30° flying tourbillon: The 30° tilt increases the beneficial effects of the tourbillon, and the front position and the absence of an upper bridge make it more unique, improving the accuracy of the time and also bringing a cinematic visual experience.

Power reserve display: 60 hours of power reserve, provided by a large barrel, and a fuel gauge-style indicator to show the energy level.

Crown design: The watch has three crowns, located on the side at 6 o’clock. The left crown is used to set the time of the central hour and minute hands, the middle crown is clockwise for winding the movement and counterclockwise for winding the automatic device, and the right crown is used to activate the W16 engine animation.

Appearance and materials
Case: 55x44mm, 22mm (rose gold) or 20mm (titanium). The rose gold model is made of 18K rose gold and sapphire crystal, with anti-reflective sapphire crystal, and the case back is also made of 18K rose gold and sapphire crystal; the titanium model is made of titanium, with anti-reflective sapphire crystal, the case back is titanium open back design, and the crown and buttons are made of black DLC titanium. Both watches are water resistant to 30 meters.

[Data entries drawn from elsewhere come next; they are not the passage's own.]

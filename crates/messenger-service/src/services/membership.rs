//! Membership service
//!
//! Owns chat creation and membership rules: one direct chat per unordered
//! pair of users (a single-member chat for the pair (u, u)), group creation,
//! member addition, and read markers.

use chrono::Utc;
use messenger_core::entities::{Chat, ChatMember, MemberRole};
use messenger_core::{ChatCreatedEvent, DirectChatKey, DomainError, DomainEvent, Snowflake};
use tracing::{debug, info, instrument};

use super::context::ServiceContext;
use super::error::ServiceResult;

/// Validated input for a new group
#[derive(Debug, Clone)]
pub struct NewGroup {
    pub name: String,
    pub member_ids: Vec<Snowflake>,
    pub description: Option<String>,
    pub avatar: Option<String>,
}

/// Membership service
pub struct MembershipService<'a> {
    ctx: &'a ServiceContext,
}

impl<'a> MembershipService<'a> {
    /// Create a new MembershipService
    pub fn new(ctx: &'a ServiceContext) -> Self {
        Self { ctx }
    }

    /// The caller's membership row, or `NotChatMember`
    pub async fn require_member(
        &self,
        chat_id: Snowflake,
        user_id: Snowflake,
    ) -> ServiceResult<ChatMember> {
        self.ctx
            .storage(self.ctx.chat_repo().find_member(chat_id, user_id))
            .await?
            .ok_or_else(|| DomainError::NotChatMember(chat_id).into())
    }

    /// Return the direct chat between two users, creating it if needed
    ///
    /// The boolean is true when this call created the chat. Concurrent calls
    /// for the same pair, in either order, return the same chat.
    #[instrument(skip(self))]
    pub async fn get_or_create_direct_chat(
        &self,
        requester_id: Snowflake,
        counterpart_id: Snowflake,
    ) -> ServiceResult<(Chat, bool)> {
        let key = DirectChatKey::new(requester_id, counterpart_id);

        if !key.is_self_chat()
            && self
                .ctx
                .storage(self.ctx.user_repo().find_by_id(counterpart_id))
                .await?
                .is_none()
        {
            return Err(DomainError::CounterpartNotFound.into());
        }

        // Read-only fast path
        if let Some(existing) = self.ctx.storage(self.ctx.chat_repo().find_direct(&key)).await? {
            debug!(chat_id = %existing.id, "direct chat already exists");
            return Ok((existing, false));
        }

        let chat = Chat::direct(self.ctx.generate_id(), key);
        let members = if key.is_self_chat() {
            vec![ChatMember::new(chat.id, requester_id, MemberRole::Owner)]
        } else {
            vec![
                ChatMember::new(chat.id, requester_id, MemberRole::Owner),
                ChatMember::new(chat.id, counterpart_id, MemberRole::Member),
            ]
        };

        let (chat, created) = self
            .ctx
            .storage(self.ctx.chat_repo().get_or_create_direct(&chat, &members))
            .await?;

        if created {
            info!(chat_id = %chat.id, self_chat = key.is_self_chat(), "Direct chat created");
            self.publish_created(&chat, key.participants()).await;
        }

        Ok((chat, created))
    }

    /// Create a group owned by `owner_id`
    ///
    /// The owner is always a member exactly once, whether or not the
    /// requested member list names them.
    #[instrument(skip(self, group), fields(member_count = group.member_ids.len()))]
    pub async fn create_group_chat(
        &self,
        owner_id: Snowflake,
        group: NewGroup,
    ) -> ServiceResult<(Chat, Vec<ChatMember>)> {
        let name = group.name.trim();
        if name.is_empty() {
            return Err(DomainError::MissingField("name").into());
        }

        let mut member_ids: Vec<Snowflake> = Vec::with_capacity(group.member_ids.len());
        for id in group.member_ids {
            if id != owner_id && !member_ids.contains(&id) {
                member_ids.push(id);
            }
        }
        if member_ids.is_empty() {
            return Err(DomainError::MissingField("members").into());
        }

        let known = self
            .ctx
            .storage(self.ctx.user_repo().find_by_ids(&member_ids))
            .await?;
        if let Some(missing) = member_ids
            .iter()
            .find(|id| !known.iter().any(|u| u.id == **id))
        {
            return Err(DomainError::UnknownMember(*missing).into());
        }

        let chat = Chat::group(
            self.ctx.generate_id(),
            name.to_string(),
            group.description.filter(|d| !d.trim().is_empty()),
            group.avatar.filter(|a| !a.trim().is_empty()),
        );
        let owner = ChatMember::new(chat.id, owner_id, MemberRole::Owner);
        let members: Vec<ChatMember> = std::iter::once(owner)
            .chain(
                member_ids
                    .iter()
                    .map(|id| ChatMember::new(chat.id, *id, MemberRole::Member)),
            )
            .collect();

        self.ctx
            .storage(self.ctx.chat_repo().create_with_members(&chat, &members))
            .await?;

        info!(chat_id = %chat.id, owner_id = %owner_id, "Group chat created");
        self.publish_created(&chat, members.iter().map(|m| m.user_id).collect())
            .await;

        Ok((chat, members))
    }

    /// Add `user_id` to a group; the actor must be an owner or admin
    #[instrument(skip(self))]
    pub async fn add_member(
        &self,
        chat_id: Snowflake,
        actor_id: Snowflake,
        user_id: Snowflake,
    ) -> ServiceResult<ChatMember> {
        let actor = self.require_member(chat_id, actor_id).await?;

        let chat = self
            .ctx
            .storage(self.ctx.chat_repo().find_by_id(chat_id))
            .await?
            .ok_or(DomainError::ChatNotFound(chat_id))?;
        if chat.is_direct() {
            return Err(DomainError::NotAGroupChat.into());
        }
        if !actor.role.can_manage_members() {
            return Err(DomainError::InsufficientChatRole.into());
        }

        if self
            .ctx
            .storage(self.ctx.user_repo().find_by_id(user_id))
            .await?
            .is_none()
        {
            return Err(DomainError::UnknownMember(user_id).into());
        }

        let member = ChatMember::new(chat_id, user_id, MemberRole::Member);
        self.ctx
            .storage(self.ctx.chat_repo().add_member(&member))
            .await?;

        info!(chat_id = %chat_id, user_id = %user_id, "Member added");
        Ok(member)
    }

    /// Move the caller's read marker to now (never backwards)
    ///
    /// Non-members get `ChatNotFound`, as message listing does.
    #[instrument(skip(self))]
    pub async fn mark_read(
        &self,
        chat_id: Snowflake,
        user_id: Snowflake,
    ) -> ServiceResult<ChatMember> {
        self.ctx
            .storage(self.ctx.chat_repo().update_last_read(chat_id, user_id, Utc::now()))
            .await?
            .ok_or_else(|| DomainError::ChatNotFound(chat_id).into())
    }

    async fn publish_created(&self, chat: &Chat, member_ids: Vec<Snowflake>) {
        self.ctx
            .publish(DomainEvent::ChatCreated(ChatCreatedEvent {
                chat_id: chat.id,
                chat_type: chat.chat_type,
                member_ids,
                timestamp: chat.created_at,
            }))
            .await;
    }
}
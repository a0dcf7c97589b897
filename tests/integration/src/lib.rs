//! Integration test utilities for the messenger server
//!
//! Spins up the full REST stack on the in-memory backend and drives it
//! over real HTTP.

pub mod fixtures;
pub mod helpers;

pub use fixtures::*;
pub use helpers::*;
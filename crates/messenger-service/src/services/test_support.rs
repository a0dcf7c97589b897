//! Shared fixtures for service tests

use std::sync::Arc;

use messenger_common::{ClaimsIdentityProvider, JwtService};
use messenger_core::traits::{IdentityProvider, UserRepository};
use messenger_core::{IdentityProfile, Principal, SnowflakeGenerator, User};
use messenger_db::MemoryStore;

use super::context::ServiceContext;
use crate::notifier::BroadcastNotifier;

pub const TEST_SECRET: &str = "service-test-secret";

pub struct TestContext {
    pub ctx: ServiceContext,
    pub store: MemoryStore,
    pub notifier: BroadcastNotifier,
    jwt: JwtService,
    ids: Arc<SnowflakeGenerator>,
}

impl TestContext {
    pub fn new() -> Self {
        context_with_provider(Arc::new(ClaimsIdentityProvider))
    }

    pub fn token_for(&self, external_id: &str) -> String {
        self.jwt.issue(&Principal::new(external_id), 300).unwrap()
    }

    /// Insert a user directly, bypassing the resolver
    pub async fn user(&self, name: &str) -> User {
        let profile = IdentityProfile {
            first_name: Some(name.to_string()),
            last_name: None,
            emails: vec![format!("{name}@example.com")],
            image_url: None,
        };
        let user = User::from_profile(self.ids.generate(), format!("ext_{name}"), &profile);
        self.store.create_or_get(&user).await.unwrap()
    }
}

pub fn context_with_provider(provider: Arc<dyn IdentityProvider>) -> TestContext {
    let store = MemoryStore::new();
    let notifier = BroadcastNotifier::default();
    let jwt = JwtService::new(TEST_SECRET, None);
    let ids = Arc::new(SnowflakeGenerator::default());

    let ctx = ServiceContext::builder()
        .memory_store(store.clone())
        .identity_provider(provider)
        .notifier(Arc::new(notifier.clone()))
        .jwt_service(Arc::new(jwt.clone()))
        .snowflake_generator(ids.clone())
        .build()
        .unwrap();

    TestContext {
        ctx,
        store,
        notifier,
        jwt,
        ids,
    }
}
//! Middleware stack for the API server
//!
//! Provides logging, request ID generation, CORS, timeouts, rate limiting,
//! and development-mode error details.

use std::sync::Arc;
use std::time::Duration;

use axum::{
    body::Body,
    http::{header, HeaderValue, Method, Request, StatusCode},
    middleware::map_response,
    Router,
};
use messenger_common::{AppError, CorsConfig, RateLimitConfig};
use tower_governor::{
    governor::GovernorConfigBuilder, key_extractor::GlobalKeyExtractor, GovernorLayer,
};
use tower_http::{
    cors::{AllowOrigin, Any, CorsLayer},
    request_id::{MakeRequestUuid, PropagateRequestIdLayer, SetRequestIdLayer},
    timeout::TimeoutLayer,
    trace::{DefaultOnRequest, DefaultOnResponse, TraceLayer},
};
use tracing::Level;

use crate::response::attach_error_debug;
use crate::state::AppState;

/// Header name for request ID
pub const REQUEST_ID_HEADER: &str = "x-request-id";

/// Options for [`apply_middleware`]
#[derive(Debug, Clone)]
pub struct MiddlewareOptions<'a> {
    pub cors: &'a CorsConfig,
    pub request_timeout: Duration,
    pub is_production: bool,
    /// Attach `details.debug` to error bodies
    pub expose_error_details: bool,
}

/// Rate-limit a router
///
/// The limit is global (not per IP).
pub fn apply_rate_limit(
    router: Router<AppState>,
    config: &RateLimitConfig,
) -> Result<Router<AppState>, AppError> {
    let governor_conf = GovernorConfigBuilder::default()
        .per_second(config.requests_per_second.into())
        .burst_size(config.burst)
        .key_extractor(GlobalKeyExtractor)
        .finish()
        .ok_or_else(|| {
            AppError::Config(format!(
                "Invalid rate limit: {} per second, burst {}",
                config.requests_per_second, config.burst
            ))
        })?;

    Ok(router.layer(GovernorLayer {
        config: Arc::new(governor_conf),
    }))
}

/// Apply the shared middleware stack
///
/// Request order: RequestID -> Trace -> Timeout -> CORS -> (error details) -> Handler
pub fn apply_middleware(
    router: Router<AppState>,
    options: &MiddlewareOptions<'_>,
) -> Router<AppState> {
    let router = if options.expose_error_details {
        router.layer(map_response(attach_error_debug))
    } else {
        router
    };

    router
        // CORS (innermost - applied last to outgoing responses)
        .layer(create_cors_layer_from_config(options.cors, options.is_production))
        // Timeout (returns 503 Service Unavailable on timeout)
        .layer(TimeoutLayer::with_status_code(
            StatusCode::SERVICE_UNAVAILABLE,
            options.request_timeout,
        ))
        // Tracing
        .layer(
            TraceLayer::new_for_http()
                .make_span_with(|request: &Request<Body>| {
                    let request_id = request
                        .headers()
                        .get(REQUEST_ID_HEADER)
                        .and_then(|v| v.to_str().ok())
                        .unwrap_or("unknown");

                    tracing::info_span!(
                        "http_request",
                        method = %request.method(),
                        uri = %request.uri(),
                        request_id = %request_id,
                    )
                })
                .on_request(DefaultOnRequest::new().level(Level::INFO))
                .on_response(DefaultOnResponse::new().level(Level::INFO)),
        )
        // Request ID propagation
        .layer(PropagateRequestIdLayer::new(header::HeaderName::from_static(
            REQUEST_ID_HEADER,
        )))
        // Request ID generation (outermost)
        .layer(SetRequestIdLayer::new(
            header::HeaderName::from_static(REQUEST_ID_HEADER),
            MakeRequestUuid,
        ))
}

/// Create CORS layer from configuration
fn create_cors_layer_from_config(config: &CorsConfig, is_production: bool) -> CorsLayer {
    let base_layer = CorsLayer::new()
        .allow_methods([Method::GET, Method::POST, Method::OPTIONS])
        .allow_headers([
            header::AUTHORIZATION,
            header::CONTENT_TYPE,
            header::ACCEPT,
            header::HeaderName::from_static(REQUEST_ID_HEADER),
        ])
        .expose_headers([
            header::HeaderName::from_static(REQUEST_ID_HEADER),
            header::HeaderName::from_static("x-ratelimit-limit"),
            header::HeaderName::from_static("x-ratelimit-remaining"),
            header::HeaderName::from_static("x-ratelimit-reset"),
        ]);

    // In production, only allow configured origins
    // In development, allow any origin if no origins are configured
    if is_production || !config.allowed_origins.is_empty() {
        if config.allowed_origins.is_empty() {
            tracing::warn!(
                "CORS: No allowed origins configured in production mode. \
                 Requests from browsers will be blocked."
            );
            base_layer.allow_origin(AllowOrigin::list(Vec::<HeaderValue>::new()))
        } else {
            let origins: Vec<HeaderValue> = config
                .allowed_origins
                .iter()
                .filter_map(|origin| {
                    origin.parse::<HeaderValue>().ok().or_else(|| {
                        tracing::warn!("Invalid CORS origin: {}", origin);
                        None
                    })
                })
                .collect();

            tracing::info!("CORS: Allowing {} configured origins", origins.len());
            base_layer.allow_origin(AllowOrigin::list(origins))
        }
    } else {
        tracing::warn!(
            "CORS: Allowing any origin (development mode). \
             Configure CORS_ALLOWED_ORIGINS for production."
        );
        base_layer.allow_origin(Any)
    }
}
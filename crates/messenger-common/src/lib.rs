//! # messenger-common
//!
//! Shared utilities including configuration, error handling, principal verification, and telemetry.

pub mod auth;
pub mod config;
pub mod error;
pub mod telemetry;

// Re-export commonly used types at crate root
pub use auth::{Claims, ClaimsIdentityProvider, HttpIdentityProvider, JwtService};
pub use config::{
    AppConfig, AppSettings, ConfigError, CorsConfig, DatabaseConfig, Environment,
    IdentityConfig, RateLimitConfig, RedisConfig, ServerConfig, SnowflakeConfig, TimeoutConfig,
    MAX_WORKER_ID,
};
pub use error::{AppError, AppResult, ErrorResponse};
pub use telemetry::{try_init_tracing, try_init_tracing_with_config, TracingConfig, TracingError};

Dial and hands: Rose gold-plated dial with blue hour markers and blue “EB” logo, rose gold hollow hands with blue and luminous coating on the tip.

Strap and buckle: It adopts a hollow rubber strap with 18K rose gold (rose gold model) or black DLC titanium (titanium model) folding buckle. http://www.moon-watch.co

Richard Mille RM UP-01 Ferrari is the new thinnest mechanical watch

Producing the thinnest mechanical watch ever produced is impressive. Scoring Ferrari as a partner is a boost. Charging $1,000 per micron for your product thickness – which, in fact, is impractical – is quite enviable. Yet, sometimes, the end result of such an incredible achievement is still — odd. The record for the world’s thinnest watch seems to be routinely overruled these days, and just a few months after Bulgari took the crown with the 1.8mm-thick Octo Finissimo Ultra, Richard Mille’s new RM UP-01 Ferrari only sets it is 0.05 mm. With an overall thickness of 1.75 mm and made of grade 5 titanium, the new model is an ultra-thin, ultra-light timepiece that continues Richard Mille’s tradition of pushing the boundaries of mechanical timekeeping – from Richard Mille Not calling it a record-breaking watch. interesting.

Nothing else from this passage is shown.